Portugals Kommunisten trauern um Alvaro Cunhal
„Europas letzter Stalinist“ ist tot

Der langjährige Parteichef der portugiesischen Kommunisten (PCP), Alvaro Cunhal, ist tot. Der „letzte Stalinist Europas“, wie Medien den Politiker nannten, starb im Alter von 91 Jahren. Dies teilte die Partei gestern mit. Cunhal hatte 74 Jahre lang für seine Ideale gekämpft und hielt ungeachtet der Reformbestrebungen von Kommunisten in anderen europäischen Ländern am Kurs der Sowjetunion fest

HB/scm MADRID. Während der faschistischen Diktatur unter António de Oliveira Salazar, der von 1932 bis 1968 regierte, landete Cunhal mehrmals im Gefängnis. Aber auch Jahre der totalen Isolation konnten seinen Willen nicht brechen. Allerdings lernte er im Laufe der Zeit die Demokratie immer mehr schätzen und setzte sich schließlich für ihre Erhaltung ein.
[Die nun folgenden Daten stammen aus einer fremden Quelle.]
//! Card definitions.
//!
//! A card is what a card tile presents after a draw. Cards are data: the
//! game turns the presented card into actions (see `game::cards`).
//!
//! Scripted cards are small decision trees: each choice applies a list of
//! effects and then either presents the next card or finishes.

use serde::{Deserialize, Serialize};

use super::item::OwnableCard;
use crate::core::Ledger;

/// A card that can be presented to the current player.
#[derive(Clone, Debug, PartialEq, Eq, Serialize, Deserialize)]
pub enum Card {
    /// Go directly to jail and end the turn.
    GoToJail,
    /// A card the player keeps as an item.
    Ownable(OwnableCard),
    /// Move forward to the next tile of a property.
    GoToProperty {
        property: String,
        title: String,
        body: String,
    },
    /// A card with scripted choices.
    Scripted(ScriptedCard),
}

impl Card {
    #[must_use]
    pub fn title(&self) -> &str {
        match self {
            Card::GoToJail => "Go to Jail",
            Card::Ownable(card) => &card.title,
            Card::GoToProperty { title, .. } => title,
            Card::Scripted(card) => &card.title,
        }
    }

    #[must_use]
    pub fn body(&self) -> &str {
        match self {
            Card::GoToJail => "Go directly to Jail. Do not pass GO. Do not collect $200.",
            Card::Ownable(card) => &card.body,
            Card::GoToProperty { body, .. } => body,
            Card::Scripted(card) => &card.body,
        }
    }
}

/// A card whose actions are a fixed list of choices.
#[derive(Clone, Debug, PartialEq, Eq, Serialize, Deserialize)]
pub struct ScriptedCard {
    pub title: String,
    pub body: String,
    /// Empty means the only option is to end the turn.
    pub choices: Vec<CardChoice>,
}

impl ScriptedCard {
    #[must_use]
    pub fn new(title: impl Into<String>, body: impl Into<String>, choices: Vec<CardChoice>) -> Self {
        Self {
            title: title.into(),
            body: body.into(),
            choices,
        }
    }
}

/// One choice on a scripted card.
#[derive(Clone, Debug, PartialEq, Eq, Serialize, Deserialize)]
pub struct CardChoice {
    pub label: String,
    /// Applied in order when the choice is taken.
    pub effects: Vec<CardEffect>,
    pub outcome: CardOutcome,
}

impl CardChoice {
    #[must_use]
    pub fn new(label: impl Into<String>, effects: Vec<CardEffect>, outcome: CardOutcome) -> Self {
        Self {
            label: label.into(),
            effects,
            outcome,
        }
    }
}

/// A change a scripted choice makes to the players.
#[derive(Clone, Debug, PartialEq, Eq, Serialize, Deserialize)]
pub enum CardEffect {
    /// Add to the current player. Negative entries take away.
    Grant(Ledger),
    /// Add to the current player once per seat at the table.
    GrantPerPlayer(Ledger),
    /// Take from every player, the current one included.
    ChargeEveryone(Ledger),
    /// Take every copy of an item from everyone and give one to the current player.
    Seize { item: String },
}

/// What follows a scripted choice.
#[derive(Clone, Debug, PartialEq, Eq, Serialize, Deserialize)]
pub enum CardOutcome {
    /// Present another card.
    Next(Box<Card>),
    /// Clear the card and offer to end the turn.
    Done,
}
Der amtierende PCP-Chef Carlos Brito nannte den Verstorbenen gestern einen „Vollblut-Revolutionär“. Der Gründer der sozialistischen Partei (PS) und frühere Premier Mario Soares bezeichnete ihn als „einen großen Kämpfer gegen den Faschismus“. Tatsächlich liest sich Cunhals Biographie wie ein Abenteuerroman. Nach elf Jahren hinter Gittern gelang ihm 1960 mit anderen kommunistischen Parteigenossen die Flucht aus dem Gefängnis, die ihn schließlich weiter in Exil nach Paris und dann nach Moskau führte.

Erst vier Tage vor dem Ende der Diktatur kehrte er am 25. April 1974 in seine Heimat zurück. Während der so genannten Nelkenrevolution – dem Militärputsch, der dem Terrorregime von Salazars Nachfolger Marceloa Caetano ein Ende setzte – versuchte die neu gegründete PCP Einfluss zu gewinnen, was aber eher zur Fraktionierung der Bewegung beitrug. Die Hoffnung, aus Portugal einen Staat nach kommunistischen Idealen machen zu können, musste Cunhal als Generalsekretär der Partei bald begraben.

Sein größter Widersacher war dabei der Führer der portugiesischen Sozialisten (PS), Vasco Goncalves, der am vergangenen Samstag im Alter von 83 Jahren starb. Der ehemalige General, der eine entscheidende Rolle bei der Nelkenrevolution gespielt und die Hinwendung des Landes zur Demokratie gefördert hatte, stellte die ersten Übergangsregierungen und gewann die ersten freien Wahlen in Portugal im Jahr 1975. Die PCP war zwar an den Übergangsregierungen beteiligt, doch Cunhal konnte seine Ideale nicht vollständig umzusetzen. Goncalves, der sich selbst als Marxist bezeichnete, verwirklichte aber einen Teil der Ziele, für die auch die Kommunisten standen – so etwa die Renationalisierung von Banken und Versicherungen. Diese Politik fand jedoch keine breite Unterstützung im Volk, und die Nähe zur PCP brachte Goncalves dann zu Fall.

Der Ex-Regierungschef wie auch Cunhal waren aber bis ins hohe Alter der Meinung, dass die Welt heute besser wäre, wenn sie den kommunistischen Idealen gefolgt wäre. Cunhal verbrachte seine letzten Lebensjahre vor allem mit Kunst und Literatur. Er malte und schrieb unter dem Pseudonym Manuel Tiago zahlreiche Erzählungen.